# How long from initial visit to panel?



## Vickytick (Feb 25, 2011)

Hi we're now on our adoption journey. 

We had the initial visit at end of Jan and course first week of Feb we got excited as they pursued us as we had only sent our enquiry form in and were still deliberating over more IVF. But then silence for 2 months. We have now been assigned a sw as of Friday but she is away until May so it won't begin until then. A friend I made through the course has been told today that they don't expect her to go to panel until October. 

Is this a normal length of time ? One of the reasons we chose this LA is because our GP had said they are good and quick.

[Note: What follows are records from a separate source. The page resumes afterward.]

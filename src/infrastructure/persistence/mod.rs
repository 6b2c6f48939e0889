//! Persistence Layer - 数据持久化
//!
//! SQLite 和 Sled 存储实现

pub mod sled;
pub mod sqlite;

pub use self::sled::SledRenderCache;
//! Domain Layer - 领域层
//!
//! 包含一个限界上下文:
//! - Voice Context: 声音身份管理

pub mod voice;
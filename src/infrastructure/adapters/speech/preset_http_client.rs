//! Preset HTTP Client - 调用外部预设音色合成服务
//!
//! 实现 SpeechBackendPort trait，面向只提供固定音色库的合成服务
//!
//! 外部 API:
//! POST {base_url}/api/speech
//! Request: {"text": "...", "voice": "narrator", "language": "en"}  (JSON)
//! Response: audio binary, metadata in headers

use async_trait::async_trait;
use reqwest::Client;
use serde::Serialize;
use std::time::Duration;

use crate::application::ports::{
    BackendError, JobVoice, SpeechBackendPort, SynthesisJob, SynthesizedAudio,
};

/// 预设音色合成请求体 (JSON)
#[derive(Debug, Serialize)]
struct PresetHttpRequest {
    /// 要合成的文本
    text: String,
    /// 预设音色名称
    voice: String,
    /// 语言代码
    language: String,
}

/// 预设音色客户端配置
#[derive(Debug, Clone)]
pub struct PresetHttpClientConfig {
    /// 合成服务基础 URL
    pub base_url: String,
    /// 请求超时时间（秒）
    pub timeout_secs: u64,
    /// Bearer token，服务不鉴权时不配置
    pub api_key: Option<String>,
}

impl Default for PresetHttpClientConfig {
    fn default() -> Self {
        Self {
            base_url: "http://localhost:8100".to_string(),
            timeout_secs: 30,
            api_key: None,
        }
    }
}

impl PresetHttpClientConfig {
    pub fn new(base_url: impl Into<String>) -> Self {
        Self {
            base_url: base_url.into(),
            ..Default::default()
        }
    }

    pub fn with_timeout(mut self, secs: u64) -> Self {
        self.timeout_secs = secs;
        self
    }

    pub fn with_api_key(mut self, key: impl Into<String>) -> Self {
        self.api_key = Some(key.into());
        self
    }
}

/// 预设音色 HTTP 客户端
pub struct PresetHttpClient {
    client: Client,
    config: PresetHttpClientConfig,
}

impl PresetHttpClient {
    /// 创建新的预设音色客户端
    pub fn new(config: PresetHttpClientConfig) -> Result<Self, BackendError> {
        let client = Client::builder()
            .timeout(Duration::from_secs(config.timeout_secs))
            .build()
            .map_err(|e| BackendError::Network(e.to_string()))?;

        Ok(Self { client, config })
    }

    fn speech_url(&self) -> String {
        format!("{}/api/speech", self.config.base_url)
    }

    fn health_url(&self) -> String {
        format!("{}/health", self.config.base_url)
    }
}

#[async_trait]
impl SpeechBackendPort for PresetHttpClient {
    async fn synthesize(&self, job: &SynthesisJob) -> Result<SynthesizedAudio, BackendError> {
        // 请求体没有参考音频的位置，克隆任务走不了这条线
        let voice = match &job.voice {
            JobVoice::Preset { voice } => voice.clone(),
            JobVoice::Cloned { .. } => {
                return Err(BackendError::Rejected(
                    "voice cloning not supported by preset backend".to_string(),
                ));
            }
        };

        let http_request = PresetHttpRequest {
            text: job.text.clone(),
            voice,
            language: job.language.clone(),
        };

        tracing::debug!(
            url = %self.speech_url(),
            text_len = http_request.text.len(),
            voice = %http_request.voice,
            "Sending preset synthesis request"
        );

        let mut request = self.client.post(self.speech_url()).json(&http_request);
        if let Some(key) = &self.config.api_key {
            request = request.bearer_auth(key);
        }

        let response = request.send().await.map_err(|e| {
            if e.is_timeout() {
                BackendError::Timeout
            } else if e.is_connect() {
                BackendError::Network(format!("Cannot connect to speech service: {}", e))
            } else {
                BackendError::Network(e.to_string())
            }
        })?;

        let status = response.status();
        if !status.is_success() {
            let error_text = response.text().await.unwrap_or_default();
            if status.is_client_error() {
                return Err(BackendError::Rejected(format!(
                    "HTTP {}: {}",
                    status, error_text
                )));
            }
            return Err(BackendError::Remote {
                status: status.as_u16(),
                message: error_text,
            });
        }

        // 从 headers 提取元数据
        let headers = response.headers();
        let content_type = headers
            .get(reqwest::header::CONTENT_TYPE)
            .and_then(|v| v.to_str().ok())
            .unwrap_or("audio/wav")
            .to_string();
        let duration_ms = headers
            .get("X-Duration-Ms")
            .and_then(|v| v.to_str().ok())
            .and_then(|v| v.parse().ok());

        let audio = response
            .bytes()
            .await
            .map_err(|e| BackendError::InvalidResponse(format!("Failed to read audio: {}", e)))?
            .to_vec();

        if audio.is_empty() {
            return Err(BackendError::InvalidResponse(
                "Service returned empty audio".to_string(),
            ));
        }

        tracing::info!(
            audio_size = audio.len(),
            content_type = %content_type,
            duration_ms = ?duration_ms,
            "Preset synthesis completed"
        );

        Ok(SynthesizedAudio {
            audio,
            content_type,
            duration_ms,
        })
    }

    async fn health_check(&self) -> bool {
        match self
            .client
            .get(self.health_url())
            .timeout(Duration::from_secs(5))
            .send()
            .await
        {
            Ok(response) => response.status().is_success(),
            Err(_) => false,
        }
    }
}

#[cfg(test)]
mod tests {
    use super::*;
    use wiremock::matchers::{body_partial_json, header, method, path};
    use wiremock::{Mock, MockServer, ResponseTemplate};

    fn preset_job(text: &str, voice: &str) -> SynthesisJob {
        SynthesisJob {
            text: text.to_string(),
            language: "en".to_string(),
            voice: JobVoice::Preset {
                voice: voice.to_string(),
            },
        }
    }

    #[tokio::test]
    async fn test_synthesize_reads_body_and_headers() {
        let server = MockServer::start().await;

        Mock::given(method("POST"))
            .and(path("/api/speech"))
            .and(body_partial_json(serde_json::json!({
                "text": "hello",
                "voice": "narrator"
            })))
            .respond_with(
                ResponseTemplate::new(200)
                    .set_body_bytes(vec![5u8; 128])
                    .insert_header("Content-Type", "audio/mpeg")
                    .insert_header("X-Duration-Ms", "2300"),
            )
            .expect(1)
            .mount(&server)
            .await;

        let client = PresetHttpClient::new(PresetHttpClientConfig::new(server.uri())).unwrap();
        let result = client.synthesize(&preset_job("hello", "narrator")).await.unwrap();

        assert_eq!(result.audio.len(), 128);
        assert_eq!(result.content_type, "audio/mpeg");
        assert_eq!(result.duration_ms, Some(2300));
    }

    #[tokio::test]
    async fn test_api_key_is_sent_as_bearer() {
        let server = MockServer::start().await;

        Mock::given(method("POST"))
            .and(path("/api/speech"))
            .and(header("authorization", "Bearer secret-key"))
            .respond_with(ResponseTemplate::new(200).set_body_bytes(vec![1u8; 16]))
            .expect(1)
            .mount(&server)
            .await;

        let config = PresetHttpClientConfig::new(server.uri()).with_api_key("secret-key");
        let client = PresetHttpClient::new(config).unwrap();

        let result = client.synthesize(&preset_job("hi", "narrator")).await;
        assert!(result.is_ok());
    }

    #[tokio::test]
    async fn test_cloned_voice_is_rejected_locally() {
        let server = MockServer::start().await;
        let client = PresetHttpClient::new(PresetHttpClientConfig::new(server.uri())).unwrap();

        let job = SynthesisJob {
            text: "hello".to_string(),
            language: "en".to_string(),
            voice: JobVoice::Cloned {
                identity_id: crate::domain::voice::IdentityId::new(),
                reference_audio: vec![1, 2, 3],
            },
        };
        let err = client.synthesize(&job).await.unwrap_err();

        assert!(matches!(err, BackendError::Rejected(_)));
    }

    #[tokio::test]
    async fn test_server_error_maps_to_remote() {
        let server = MockServer::start().await;

        Mock::given(method("POST"))
            .and(path("/api/speech"))
            .respond_with(ResponseTemplate::new(503).set_body_string("overloaded"))
            .mount(&server)
            .await;

        let client = PresetHttpClient::new(PresetHttpClientConfig::new(server.uri())).unwrap();
        let err = client
            .synthesize(&preset_job("hello", "narrator"))
            .await
            .unwrap_err();

        assert!(matches!(err, BackendError::Remote { status: 503, .. }));
    }

    #[tokio::test]
    async fn test_empty_body_maps_to_invalid_response() {
        let server = MockServer::start().await;

        Mock::given(method("POST"))
            .and(path("/api/speech"))
            .respond_with(ResponseTemplate::new(200).set_body_bytes(Vec::<u8>::new()))
            .mount(&server)
            .await;

        let client = PresetHttpClient::new(PresetHttpClientConfig::new(server.uri())).unwrap();
        let err = client
            .synthesize(&preset_job("hello", "narrator"))
            .await
            .unwrap_err();

        assert!(matches!(err, BackendError::InvalidResponse(_)));
    }
}
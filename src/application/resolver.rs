//! Voice Resolver - 声音身份解析
//!
//! 按优先级排列的策略链，逐个求值取第一个命中:
//! 1. 调用方显式指定的身份
//! 2. 内容归属档案的当前身份（优先于内容上登记的旧身份，档案换声后旧登记视为过时）
//! 3. 内容上登记的身份
//! 4. 内容无归属者时，调用方单独提供的归属者档案身份
//!
//! 全部未命中时回落到请求中的预设声音。解析本身不触发合成、不读缓存

use async_trait::async_trait;
use std::sync::Arc;
use tracing::{debug, warn};
use uuid::Uuid;

use crate::application::error::ApplicationError;
use crate::application::ports::{ContentStorePort, ContentVoiceContext, ProfileStorePort};
use crate::domain::voice::{FallbackVoice, IdentityId, ResolvedVoice};

/// 解析请求
#[derive(Debug, Clone)]
pub struct ResolveRequest {
    /// 调用方显式指定的身份（预听/换声合成时使用）
    pub explicit_identity_id: Option<IdentityId>,
    /// 归属内容
    pub content_id: Option<Uuid>,
    /// 单独提供的归属者
    pub owner_id: Option<Uuid>,
    /// 兜底预设声音
    pub fallback_voice: FallbackVoice,
}

/// 单个策略的求值结果
#[derive(Debug, Clone)]
pub enum StepOutcome {
    /// 命中，解析结束
    Resolved(ResolvedVoice),
    /// 本策略不适用，继续下一个
    Continue,
}

/// 解析策略
///
/// 每个策略只依赖请求与预取的内容上下文，互相独立，可单独测试
#[async_trait]
pub trait ResolveStrategy: Send + Sync {
    /// 日志里使用的策略名
    fn name(&self) -> &'static str;

    async fn evaluate(
        &self,
        request: &ResolveRequest,
        content: Option<&ContentVoiceContext>,
    ) -> Result<StepOutcome, ApplicationError>;
}

/// 策略 1: 显式指定的身份
///
/// 指定了不存在的身份按 NotFound 处理而不是静默落空，
/// 否则调用方拿到的会是别的声音
pub struct ExplicitOverride {
    profiles: Arc<dyn ProfileStorePort>,
}

impl ExplicitOverride {
    pub fn new(profiles: Arc<dyn ProfileStorePort>) -> Self {
        Self { profiles }
    }
}

#[async_trait]
impl ResolveStrategy for ExplicitOverride {
    fn name(&self) -> &'static str {
        "explicit_override"
    }

    async fn evaluate(
        &self,
        request: &ResolveRequest,
        _content: Option<&ContentVoiceContext>,
    ) -> Result<StepOutcome, ApplicationError> {
        let Some(identity_id) = &request.explicit_identity_id else {
            return Ok(StepOutcome::Continue);
        };
        match self.profiles.find_identity(identity_id).await? {
            Some(identity) => Ok(StepOutcome::Resolved(ResolvedVoice::Identity(identity))),
            None => Err(ApplicationError::not_found(
                "voice identity",
                *identity_id.as_uuid(),
            )),
        }
    }
}

/// 策略 2: 内容归属档案的当前身份
pub struct ContentOwnerProfile {
    profiles: Arc<dyn ProfileStorePort>,
}

impl ContentOwnerProfile {
    pub fn new(profiles: Arc<dyn ProfileStorePort>) -> Self {
        Self { profiles }
    }
}

#[async_trait]
impl ResolveStrategy for ContentOwnerProfile {
    fn name(&self) -> &'static str {
        "content_owner_profile"
    }

    async fn evaluate(
        &self,
        _request: &ResolveRequest,
        content: Option<&ContentVoiceContext>,
    ) -> Result<StepOutcome, ApplicationError> {
        let Some(owner_id) = content.and_then(|c| c.owner_id) else {
            return Ok(StepOutcome::Continue);
        };
        match self.profiles.current_identity(owner_id).await? {
            Some(identity) => Ok(StepOutcome::Resolved(ResolvedVoice::Identity(identity))),
            None => Ok(StepOutcome::Continue),
        }
    }
}

/// 策略 3: 内容上登记的身份
///
/// 只有归属档案没有当前身份时才会走到这里，登记的身份可能已过时
pub struct ContentRecordedIdentity {
    profiles: Arc<dyn ProfileStorePort>,
}

impl ContentRecordedIdentity {
    pub fn new(profiles: Arc<dyn ProfileStorePort>) -> Self {
        Self { profiles }
    }
}

#[async_trait]
impl ResolveStrategy for ContentRecordedIdentity {
    fn name(&self) -> &'static str {
        "content_recorded_identity"
    }

    async fn evaluate(
        &self,
        _request: &ResolveRequest,
        content: Option<&ContentVoiceContext>,
    ) -> Result<StepOutcome, ApplicationError> {
        let Some(identity_id) = content.and_then(|c| c.identity_id.as_ref()) else {
            return Ok(StepOutcome::Continue);
        };
        match self.profiles.find_identity(identity_id).await? {
            Some(identity) => Ok(StepOutcome::Resolved(ResolvedVoice::Identity(identity))),
            None => {
                // 内容指向的身份已不存在，继续往下解析
                warn!(identity_id = %identity_id, "content references missing voice identity");
                Ok(StepOutcome::Continue)
            }
        }
    }
}

/// 策略 4: 单独提供的归属者档案身份
///
/// 仅当内容没有归属者（或根本没给内容）时适用，
/// 有归属者的内容已经在策略 2 里查过档案
pub struct SuppliedOwnerProfile {
    profiles: Arc<dyn ProfileStorePort>,
}

impl SuppliedOwnerProfile {
    pub fn new(profiles: Arc<dyn ProfileStorePort>) -> Self {
        Self { profiles }
    }
}

#[async_trait]
impl ResolveStrategy for SuppliedOwnerProfile {
    fn name(&self) -> &'static str {
        "supplied_owner_profile"
    }

    async fn evaluate(
        &self,
        request: &ResolveRequest,
        content: Option<&ContentVoiceContext>,
    ) -> Result<StepOutcome, ApplicationError> {
        if content.is_some_and(|c| c.owner_id.is_some()) {
            return Ok(StepOutcome::Continue);
        }
        let Some(owner_id) = request.owner_id else {
            return Ok(StepOutcome::Continue);
        };
        match self.profiles.current_identity(owner_id).await? {
            Some(identity) => Ok(StepOutcome::Resolved(ResolvedVoice::Identity(identity))),
            None => Ok(StepOutcome::Continue),
        }
    }
}

/// Voice Resolver
///
/// 持有策略链，内容上下文只预取一次供所有策略共用
pub struct VoiceResolver {
    contents: Arc<dyn ContentStorePort>,
    strategies: Vec<Box<dyn ResolveStrategy>>,
}

impl VoiceResolver {
    pub fn new(profiles: Arc<dyn ProfileStorePort>, contents: Arc<dyn ContentStorePort>) -> Self {
        let strategies: Vec<Box<dyn ResolveStrategy>> = vec![
            Box::new(ExplicitOverride::new(profiles.clone())),
            Box::new(ContentOwnerProfile::new(profiles.clone())),
            Box::new(ContentRecordedIdentity::new(profiles.clone())),
            Box::new(SuppliedOwnerProfile::new(profiles)),
        ];
        Self {
            contents,
            strategies,
        }
    }

    /// 解析本次请求应使用的声音
    ///
    /// 内容记录不存在不算错误，请求可能先于内容创建到达
    pub async fn resolve(&self, request: &ResolveRequest) -> Result<ResolvedVoice, ApplicationError> {
        let content = match request.content_id {
            Some(content_id) => self.contents.voice_context(content_id).await?,
            None => None,
        };

        for strategy in &self.strategies {
            match strategy.evaluate(request, content.as_ref()).await? {
                StepOutcome::Resolved(voice) => {
                    debug!(strategy = strategy.name(), voice = %voice, "voice resolved");
                    return Ok(voice);
                }
                StepOutcome::Continue => {}
            }
        }

        debug!(fallback = %request.fallback_voice, "no identity resolved, using fallback voice");
        Ok(ResolvedVoice::Fallback(request.fallback_voice.clone()))
    }
}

The LA also told us that its 7 months from initial call to panel but if its Oct that will be nearer 10. I appreciate its a long indepth process and know the reasons but what are people's experiences of the time till panel. Is that average?

Thanks


----------



## MummyPea (Jun 11, 2012)

Your process seems much quicker then ours so far!

Since initial enquiry til now it's been a full year! We start out home study on Thursday. We've been told that with the new PAR it should be 4-6 months after starting home study to Panel. Our LA pencils in our panel date in the first couple of visits so we have a date to work for. 

Good luck


----------



## katie c (Jun 15, 2009)

10 months sounds blissful. ours took about two years...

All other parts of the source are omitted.